Proliferation of hundreds of tiny files

Sun Oct 25 02:12:59 UTC 2015

On Sat, Oct 24, 2015 at 07:49:43PM +0200, Denys Vlasenko wrote:
> On 10/24/2015 07:01 AM, Dmitry V. Levin wrote:
> > On Fri, Oct 23, 2015 at 09:53:02AM +0200, Denys Vlasenko wrote:
> >> On 10/23/2015 08:32 AM, Dmitry V. Levin wrote:
> >>> Hi,
> >>>
> >>> On Thu, Oct 22, 2015 at 05:27:24PM +0200, Denys Vlasenko wrote:
> >>>> Hello Dmitry,
> >>>>
> >>>> Two years ago, at the end of 2013, strace source had 29 *.c files
> >>>> in its main source directory (meaning: this does not count any tests).
> >>>> linux/* contained 148 files in total (not only *.c files).
> >>>>
> >>>> Today, there are 120 *.c files in main source directory,
> >>>> and 419 files in linux/*
> >>>
> >>> Ideally, each parser should have been in a separate file from the
> >>> beginning, that would make maintenance easier.
> >>> I'm working in this direction.
> >>
> >> It's easier in what way?
> > 
> > You must be joking.  Smaller translation unit has less context to care
> > about.
> 
> Translation unit is not a human, it's a piece of code.
> It does not feel hurt when it, say, has a bunch extra includes
> it does not need, or a function is being compiled after
> 100 other functions were preceding it.

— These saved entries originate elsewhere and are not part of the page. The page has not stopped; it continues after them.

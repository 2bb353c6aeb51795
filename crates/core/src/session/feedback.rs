use super::Session;
use crate::*;
use chrono::Utc;
use log::{debug, warn};

pub const MAX_RATING: u8 = 5;

impl Session {
    /// Flips favorite membership and returns whether the card is now a favorite.
    pub fn toggle_favorite(&mut self, id: &str) -> bool {
        if self.state.favorites.remove(id) {
            false
        } else {
            self.state.favorites.insert(id.to_string());
            true
        }
    }

    pub fn is_favorite(&self, id: &str) -> bool {
        self.state.favorites.contains(id)
    }

    /// `0` clears the rating everywhere; `1..=5` replaces the session rating and
    /// appends to the history. Anything above 5 is refused.
    pub fn rate_card(&mut self, id: &str, rating: u8) -> bool {
        if rating > MAX_RATING {
            return false;
        }
        self.state.card_ratings.retain(|entry| entry.card_id != id);
        if rating == 0 {
            self.ratings.remove_card(id);
            return true;
        }
        let entry = RatingEntry {
            card_id: id.to_string(),
            rating,
            timestamp: Utc::now(),
        };
        self.state.card_ratings.push(entry.clone());
        self.ratings.append(entry);
        true
    }

    pub fn card_rating(&self, id: &str) -> Option<u8> {
        self.state
            .card_ratings
            .iter()
            .find(|entry| entry.card_id == id)
            .map(|entry| entry.rating)
    }

    pub fn average_rating(&self, id: &str) -> Option<f64> {
        self.ratings.average(id)
    }

    /// Records a vote. An up-vote on a known card starts a background batch of
    /// similar cards and returns how many were requested.
    pub fn vote_card(&mut self, id: &str, vote: Vote) -> usize {
        self.votes.record(id, vote);
        self.events.push(Event::CardVoted {
            card_id: id.to_string(),
            vote,
        });
        if vote == Vote::Down {
            return 0;
        }
        match self.catalog.find(id) {
            Some(card) => self.generator.spawn_batch(card, &mut self.rng),
            None => {
                warn!("upvoted card {id} not found in catalog");
                0
            }
        }
    }

    pub fn card_votes(&self, id: &str) -> VoteTally {
        self.votes.tally(id)
    }

    pub fn is_card_hidden(&self, id: &str) -> bool {
        self.votes.is_hidden(id)
    }

    /// Single-player browse over the full catalog, hidden cards removed.
    pub fn browse(&self, filter: &CardFilter) -> Vec<Card> {
        let cards = self.catalog.all_cards();
        let visible: Vec<Card> = filter.apply(&cards, &self.votes).into_iter().cloned().collect();
        debug!("browse: {} of {} cards visible", visible.len(), cards.len());
        visible
    }

    pub fn upvote_patterns(&self) -> Option<UpvotePatterns> {
        self.votes.upvote_patterns(&self.catalog.all_cards())
    }
}

#[cfg(test)]
mod tests {
    use super::*;
    use crate::store::MemoryStore;
    use std::sync::Arc;

    fn card(id: &str, text: &str, level: u8, themes: Vec<ThemeTag>) -> Card {
        Card {
            id: id.to_string(),
            text: CardText::english(text),
            intensity: Intensity::clamped(level),
            themes,
            formats: vec![CardFormat::Solo],
            deck_tags: vec![DeckTag::All],
            is_story_card: false,
            is_couple_card: false,
            is_closing_card: false,
            notes: None,
        }
    }

    fn session() -> Session {
        let cards = vec![
            card(
                "WARM-01",
                "What scent or sound instantly transports you to a specific moment from your past?",
                1,
                vec![ThemeTag::Nostalgia],
            ),
            card(
                "DEEP-01",
                "What truth about yourself did you resist acknowledging for the longest time?",
                3,
                vec![ThemeTag::Shadow],
            ),
        ];
        let config = SessionConfig {
            generator: GeneratorConfig {
                stagger_ms: 0,
                ..GeneratorConfig::default()
            },
            ..SessionConfig::default()
        };
        Session::new(cards, MemoryStore::shared(), config, 8).with_spawner(Arc::new(InlineSpawner))
    }

    #[test]
    fn rating_zero_clears_and_rerating_replaces() {
        let mut session = session();
        assert!(session.rate_card("WARM-01", 4));
        assert!(session.rate_card("WARM-01", 2));
        let session_ratings: Vec<u8> = session
            .state()
            .card_ratings
            .iter()
            .filter(|entry| entry.card_id == "WARM-01")
            .map(|entry| entry.rating)
            .collect();
        assert_eq!(session_ratings, vec![2]);
        assert_eq!(session.average_rating("WARM-01"), Some(3.0));

        assert!(session.rate_card("WARM-01", 0));
        assert_eq!(session.card_rating("WARM-01"), None);
        assert_eq!(session.average_rating("WARM-01"), None);
        assert!(!session.rate_card("WARM-01", 6));
    }

    #[test]
    fn favorites_toggle() {
        let mut session = session();
        assert!(session.toggle_favorite("WARM-01"));
        assert!(session.is_favorite("WARM-01"));
        assert!(!session.toggle_favorite("WARM-01"));
        assert!(!session.is_favorite("WARM-01"));
    }

    #[test]
    fn upvote_generates_similar_cards() {
        let mut session = session();
        let before = session.catalog().all_cards();
        let requested = session.vote_card("WARM-01", Vote::Up);
        assert!((2..=3).contains(&requested));

        let after = session.catalog().all_cards();
        assert_eq!(after.len(), before.len() + requested);
        let existing: Vec<String> = before.iter().map(|c| c.text.en.to_lowercase()).collect();
        for card in &after[before.len()..] {
            assert_eq!(card.notes.as_deref(), Some("Generated from WARM-01"));
            assert!(!existing.contains(&card.text.en.to_lowercase()));
        }
        assert_eq!(session.card_votes("WARM-01"), VoteTally { up: 1, down: 0 });
    }

    #[test]
    fn repeated_upvotes_never_repeat_catalog_text() {
        let mut session = session();
        for _ in 0..15 {
            session.vote_card("WARM-01", Vote::Up);
        }
        let cards = session.catalog().all_cards();
        assert!(cards.len() > 2);
        let mut seen = std::collections::BTreeSet::new();
        for card in &cards {
            let text = card.text.en.trim().to_lowercase();
            assert!(seen.insert(text), "{} repeats {:?}", card.id, card.text.en);
        }
        assert_eq!(session.card_votes("WARM-01").up, 15);
    }

    #[test]
    fn downvote_hides_without_generating() {
        let mut session = session();
        assert_eq!(session.vote_card("DEEP-01", Vote::Down), 0);
        assert!(session.is_card_hidden("DEEP-01"));
        assert_eq!(session.catalog().generated_cards().len(), 0);
        let visible = session.browse(&CardFilter::default());
        assert!(visible.iter().all(|c| c.id != "DEEP-01"));
    }

    #[test]
    fn upvote_of_unknown_card_only_records_vote() {
        let mut session = session();
        assert_eq!(session.vote_card("missing", Vote::Up), 0);
        assert_eq!(session.card_votes("missing").up, 1);
    }
}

Even if they were unrelated
> to it. What's the difference?

Translation units are maintained by humans, and humans usually do better
with smaller ones.  Every extra include takes extra attention, too.
I certainly prefer chdir.c over old file.c

> >  For example, there used to be unwanted side effects when headers
> > included for one parser affected other parsers.
> 
> Can you be more specific? What side effects?
> 
> If two headers can't live together, then there is a bug in headers.
> It should be reported, and effects worked around while it is
> fixed upstream. Been there, done that.
> 
> All headers together (for example, all libc headers) define the API
> of the corresponding package (in my example, glibc). So it is legal,
> and should not lead to any bugs, to include *every* glibc header
> file at the beginning of a C program.

Unlike regular C programs, strace utilizes linux headers a lot, and libc
headers do not live well together with linux headers.  Situation is slowly
changing for the better, but we still support systems with rhel5-ish
headers, and will have to support them for quite some time.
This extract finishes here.